In certain situations, “[t]he actual or threatened injury required by Art. III may exist solely by virtue of statutes creating legal rights, the invasion of which creates standing.” Warth v. Seldin, 422 U.S. 490, 500, 95 S.Ct. 2197, 45 L.Ed.2d 343 (1975) (internal quotation marks omitted). “[T]he standing question in such cases is whether the constitutional or statutory provision on which the claim rests properly can be understood as granting persons in the plaintiff's position a right to judicial relief.” Id.
Kendall contends that she need not show individualized harm as a Plan participant under § 1132(a)(3) to assert constitutional standing, but that in any event she has suffered injuries in fact that include: (1) Avon's alleged breach of fiduciary duty owed to her to comply with ERISA, [Blue 26] see 29 U.S.C. § 1104(a)(1)(D);13 (2) the Offset under the Plan prevents her from realizing higher benefits;14 (3) Avon's improper calculation of her AFC under the regulations denied her a higher benefit; and (4) when the Plan is modified to comply with ERISA, she will necessarily receive a higher benefit because 29 U.S.C. § 1054(g) requires that no plan amendment reduce a participant's benefit.
Her first argument-that ERISA, or specifically § 1132(a)(3), does not require a showing of direct injury-is a clear misstatement of law. Kendall overlooks the fact that she must allege some injury or deprivation of a right, even if that right is statutorily created. See Warth, 422 U.S. at 500, 95 S.Ct. 2197. Furthermore, § 1132(a)(3) only applies to claims for injunctive relief, and despite Kendall's assertions to the contrary, many of Kendall's claims are effectively claims for money damages outside the scope of § 1132(a)(3). In particular, Kendall asked the district court to, among other things: (1) “Order Defendants to pay to the members of the Class who are pensioners or beneficiaries receiving benefits, the difference between the amounts paid to them and the amounts due under the reformed Plan”; (2) “Order Defendants to account for all the ill-gotten gains and earnings that resulted from the violations of ERISA”; (3) “Order Defendants to disgorge and pay to the Class their ill-gotten gains and earnings”; and (4) order defendants to pay costs and attorney's fees.

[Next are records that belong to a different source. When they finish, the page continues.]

//! Blank test fixtures: ground truth with every calculated field reset to
//! the unset marker `{"$unset": true}`.
//!
//! The marker is deliberately not `null`: a substrate that never writes a
//! field must be distinguishable from one that computed an absent value.

use std::collections::BTreeMap;
use std::path::Path;

use serde::{Deserialize, Serialize};
use tracing::debug;

use crate::artifact::write_json_atomic;
use crate::error::ConformResult;
use crate::reference::GroundTruthSet;
use crate::value::{unset_marker, UNSET_KEY};

/// File name of the fixture metadata, skipped by substrates and graders.
pub const METADATA_FILE: &str = "_metadata.json";

/// Per-entity entry of `_metadata.json`.
#[derive(Debug, Clone, PartialEq, Serialize, Deserialize)]
pub struct FixtureMetadata {
    pub primary_key: String,
    pub computed_columns: Vec<String>,
    pub record_count: usize,
    /// Object key that marks an unset field
    pub unset_marker: String,
}

/// Blank records of one entity.
#[derive(Debug, Clone, PartialEq, Serialize, Deserialize)]
pub struct BlankTable {
    pub metadata: FixtureMetadata,
    pub records: Vec<BTreeMap<String, serde_json::Value>>,
}

/// Raw inputs shared read-only by every substrate in a run.
#[derive(Debug, Clone, PartialEq, Default, Serialize, Deserialize)]
pub struct BlankFixture {
    pub tables: BTreeMap<String, BlankTable>,
}

impl BlankFixture {
    /// Write `<Entity>.json` per table plus `_metadata.json`.
    pub fn write_dir(&self, dir: &Path) -> ConformResult<()> {
        let mut metadata = BTreeMap::new();
        for (name, table) in &self.tables {
            write_json_atomic(&dir.join(format!("{name}.json")), &table.records)?;
            metadata.insert(name.clone(), table.metadata.clone());
        }
        write_json_atomic(&dir.join(METADATA_FILE), &metadata)?;
        debug!(dir = %dir.display(), entities = self.tables.len(), "blank fixture written");
        Ok(())
    }
}

/// Derive the blank fixture from the ground truth.
pub fn blank(ground_truth: &GroundTruthSet) -> BlankFixture {
    let tables = ground_truth
        .tables
        .iter()
        .map(|(name, table)| {
            let records = table
                .records
                .iter()
                .map(|record| {
                    record
                        .iter()
                        .map(|(field, value)| {
                            let json = if table.computed_columns.contains(field) {
                                unset_marker()
                            } else {
                                value.to_json()
                            };
                            (field.clone(), json)
                        })
                        .collect()
                })
                .collect();
            let blank = BlankTable {
                metadata: FixtureMetadata {
                    primary_key: table.primary_key.clone(),
                    computed_columns: table.computed_columns.clone(),
                    record_count: table.records.len(),
                    unset_marker: UNSET_KEY.to_string(),
                },
                records,
            };
            (name.clone(), blank)
        })
        .collect();
    BlankFixture { tables }
}
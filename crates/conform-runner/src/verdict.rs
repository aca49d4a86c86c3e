//! Process exit status of a run.

use conform_core::RunReport;
use conform_state::RunOutcome;

use crate::error::RunnerError;

/// Overall result of a `conform` invocation.
///
/// Value mismatches never change the verdict; only execution failures,
/// configuration errors and aborts do.
#[derive(Debug, Clone, Copy, PartialEq, Eq)]
pub enum ExitVerdict {
    /// Every selected substrate executed
    Clean,
    /// At least one substrate failed to execute
    ExecutionFailures,
    /// Rulebook or configuration could not be trusted
    Configuration,
    Aborted,
}

impl ExitVerdict {
    pub fn code(&self) -> i32 {
        match self {
            ExitVerdict::Clean => 0,
            ExitVerdict::ExecutionFailures => 1,
            ExitVerdict::Configuration => 2,
            ExitVerdict::Aborted => 130,
        }
    }

    pub fn from_report(report: &RunReport) -> Self {
        let outcomes = || report.substrates.iter().map(|s| &s.outcome);
        if outcomes().any(|o| matches!(o, RunOutcome::Aborted { .. })) {
            ExitVerdict::Aborted
        } else if outcomes().any(RunOutcome::is_failure) {
            ExitVerdict::ExecutionFailures
        } else {
            ExitVerdict::Clean
        }
    }

    pub fn from_error(err: &anyhow::Error) -> Self {
        let configuration = err.chain().any(|cause| {
            cause
                .downcast_ref::<RunnerError>()
                .is_some_and(RunnerError::is_configuration)
                || cause
                    .downcast_ref::<conform_core::ConformError>()
                    .is_some_and(conform_core::ConformError::is_configuration)
        });
        if configuration {
            ExitVerdict::Configuration
        } else {
            ExitVerdict::ExecutionFailures
        }
    }
}

#[cfg(test)]
mod tests {
    use super::*;
    use anyhow::Context;

    #[test]
    fn codes() {
        assert_eq!(ExitVerdict::Clean.code(), 0);
        assert_eq!(ExitVerdict::ExecutionFailures.code(), 1);
        assert_eq!(ExitVerdict::Configuration.code(), 2);
        assert_eq!(ExitVerdict::Aborted.code(), 130);
    }

    #[test]
    fn configuration_errors_survive_context() {
        let err: anyhow::Result<()> = Err(RunnerError::Config("bad".into())).context("loading");
        assert_eq!(
            ExitVerdict::from_error(&err.unwrap_err()),
            ExitVerdict::Configuration
        );
        let io = anyhow::anyhow!("disk full");
        assert_eq!(ExitVerdict::from_error(&io), ExitVerdict::ExecutionFailures);
    }
}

In Central States I we held that “[r]equests for restitution or disgorgement under ERISA are different from requests for injunctive relief. Obtaining restitution or disgorgement under ERISA requires that a plaintiff satisfy the strictures of constitutional standing by demonstrating individual loss, to wit, that they have suffered an injury-in-fact.” 433 F.3d at 200 (internal citations, quotation marks, and alteration omitted). The Supreme Court has presaged this rationale, noting “[a]lmost invariably suits seeking (whether by judgment, injunction, or declaration) to compel the defendant to pay a sum of money to the plaintiff are suits for ‘money damages,’ as that phrase has traditionally been applied, since they seek no more than compensation for loss resulting from the defendant's breach of legal duty.” Great-West Life & Annuity Ins. Co. v. Knudson, 534 U.S. 204, 210, 122 S.Ct. 708, 151 L.Ed.2d 635 (2002) (alterations and internal quotation marks omitted). Kendall's claims for payment of benefits under a revised Plan and fees is effectively a request for a disgorgement of funds Kendall believes Avon gained by not paying out benefits under a plan that conforms with ERISA. We therefore require that Kendall demonstrate some injury-in-fact to have standing to bring these claims.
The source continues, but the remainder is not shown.